With his sixth move, Ilya takes a knight with his bishop and briefly puts Weinstein into check, giving up his bishop to gain an advantage in position, mounting an attack on Weinstein’s queen’s side. It goes back and forth from there, the castling, the trading of pieces—“I had many problems in development and counterattacking,” Ilya would say later. “The only thing that saved me was that I surprised him by taking that pawn early on”—until Ilya begins advancing his pawn on the queen’s side, the game sliding toward a draw. And then, suddenly, he sees it—knight takes pawn on c4:
Twenty-five moves per side to this point, and Ilya has the distinct advantage. In chess notation, an exclamation point signifies a good move, and two exclamation points signify a very good move. This move, Ilya labels with three exclamation points (!!!). It is bold, it is shrewd, and it is debilitating. Weinstein can capture Ilya’s knight with his queen, but then Ilya is up a pawn heading into the endgame, and more than that, he has a distinct advantage
in position: Eventually, he will queen one of his pawns, which means that eventually he will win. Instead, Weinstein plays a safe move, and Ilya takes another pawn, and then it is only a matter of time, a matter of playing it out until the end and bleeding those final seconds off the clock.

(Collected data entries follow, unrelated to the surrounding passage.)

//! Language detection for Markdown code fences
//!
//! Maps file extensions (and a few well-known file names) to the info string
//! placed after a fence opener, so rendered documents get syntax highlighting.

use std::path::Path;

/// Languages recognized for fence info strings.
#[derive(Debug, Clone, Copy, PartialEq, Eq, Hash)]
pub enum Language {
    Rust,
    Python,
    JavaScript,
    TypeScript,
    Go,
    C,
    Cpp,
    CSharp,
    Java,
    Kotlin,
    Swift,
    Ruby,
    PHP,
    Shell,
    Html,
    Css,
    Json,
    Yaml,
    Toml,
    Markdown,
    Sql,
    Dockerfile,
    Makefile,
}

impl Language {
    /// Detect language from a file extension (case-insensitive).
    ///
    /// # Examples
    ///
    /// ```
    /// use treepack::language::Language;
    ///
    /// assert_eq!(Language::from_extension("rs"), Some(Language::Rust));
    /// assert_eq!(Language::from_extension("YML"), Some(Language::Yaml));
    /// assert_eq!(Language::from_extension("unknown"), None);
    /// ```
    pub fn from_extension(ext: &str) -> Option<Self> {
        match ext.to_lowercase().as_str() {
            "rs" => Some(Language::Rust),
            "py" | "pyw" | "pyi" => Some(Language::Python),
            "js" | "jsx" | "mjs" | "cjs" => Some(Language::JavaScript),
            "ts" | "tsx" | "mts" | "cts" => Some(Language::TypeScript),
            "go" => Some(Language::Go),
            "c" | "h" => Some(Language::C),
            "cpp" | "cxx" | "cc" | "hpp" | "hxx" | "hh" => Some(Language::Cpp),
            "cs" => Some(Language::CSharp),
            "java" => Some(Language::Java),
            "kt" | "kts" => Some(Language::Kotlin),
            "swift" => Some(Language::Swift),
            "rb" => Some(Language::Ruby),
            "php" => Some(Language::PHP),
            "sh" | "bash" | "zsh" | "fish" => Some(Language::Shell),
            "html" | "htm" => Some(Language::Html),
            "css" | "scss" => Some(Language::Css),
            "json" => Some(Language::Json),
            "yaml" | "yml" => Some(Language::Yaml),
            "toml" => Some(Language::Toml),
            "md" | "markdown" => Some(Language::Markdown),
            "sql" => Some(Language::Sql),
            _ => None,
        }
    }

    /// Detect language from a file path, falling back to well-known file names.
    ///
    /// # Examples
    ///
    /// ```
    /// use std::path::Path;
    /// use treepack::language::Language;
    ///
    /// assert_eq!(Language::from_path(Path::new("src/main.rs")), Some(Language::Rust));
    /// assert_eq!(Language::from_path(Path::new("Dockerfile")), Some(Language::Dockerfile));
    /// assert_eq!(Language::from_path(Path::new("LICENSE")), None);
    /// ```
    pub fn from_path(path: &Path) -> Option<Self> {
        if let Some(lang) = path
            .extension()
            .and_then(|e| e.to_str())
            .and_then(Self::from_extension)
        {
            return Some(lang);
        }

        match path.file_name()?.to_str()? {
            "Dockerfile" | "Containerfile" => Some(Language::Dockerfile),
            "Makefile" | "GNUmakefile" => Some(Language::Makefile),
            _ => None,
        }
    }

    /// Info string for a fenced code block.
    pub fn fence_tag(&self) -> &'static str {
        match self {
            Language::Rust => "rust",
            Language::Python => "python",
            Language::JavaScript => "javascript",
            Language::TypeScript => "typescript",
            Language::Go => "go",
            Language::C => "c",
            Language::Cpp => "cpp",
            Language::CSharp => "csharp",
            Language::Java => "java",
            Language::Kotlin => "kotlin",
            Language::Swift => "swift",
            Language::Ruby => "ruby",
            Language::PHP => "php",
            Language::Shell => "bash",
            Language::Html => "html",
            Language::Css => "css",
            Language::Json => "json",
            Language::Yaml => "yaml",
            Language::Toml => "toml",
            Language::Markdown => "markdown",
            Language::Sql => "sql",
            Language::Dockerfile => "dockerfile",
            Language::Makefile => "makefile",
        }
    }
}

/// Fence info string for a path, or "" when the language is unknown.
pub fn fence_tag_for(path: &str) -> &'static str {
    Language::from_path(Path::new(path))
        .map(|l| l.fence_tag())
        .unwrap_or("")
}

#[cfg(test)]
mod tests {
    use super::*;

    #[test]
    fn test_from_extension_case_insensitive() {
        assert_eq!(Language::from_extension("RS"), Some(Language::Rust));
        assert_eq!(Language::from_extension("Py"), Some(Language::Python));
        assert_eq!(Language::from_extension("TSX"), Some(Language::TypeScript));
    }

    #[test]
    fn test_fence_tag_for() {
        assert_eq!(fence_tag_for("src/lib.rs"), "rust");
        assert_eq!(fence_tag_for("scripts/run.sh"), "bash");
        assert_eq!(fence_tag_for("docker/Dockerfile"), "dockerfile");
        assert_eq!(fence_tag_for("data.bin"), "");
        assert_eq!(fence_tag_for("LICENSE"), "");
    }
}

That night, after Ilya’s miracle, after Murrow wins seven of its eight third-round games to take a two-and-a-half-point lead over Stuyvesant (11.5 to 9), Mr. Weiss orders pizza again, and they eat it downstairs in the common area of the hotel, and even Ilya’s father, the weekend’s designated driver, a man so small and so quiet that he can sit in one place for hours and go virtually unnoticed, leaves the sanctuary of his hotel room to join them. Ilya’s father doesn’t play chess, even though his own father was once a master in the Soviet Union; all he knows is that his son either plays well or plays poorly, based upon his demeanor. But he has such grand expectations for Ilya, his only surviving child, the first member of the family to grow up in this country, free of religious bias and economic destitution. How can Ilya, such a bright and promising young talent, not succeed in everything he does?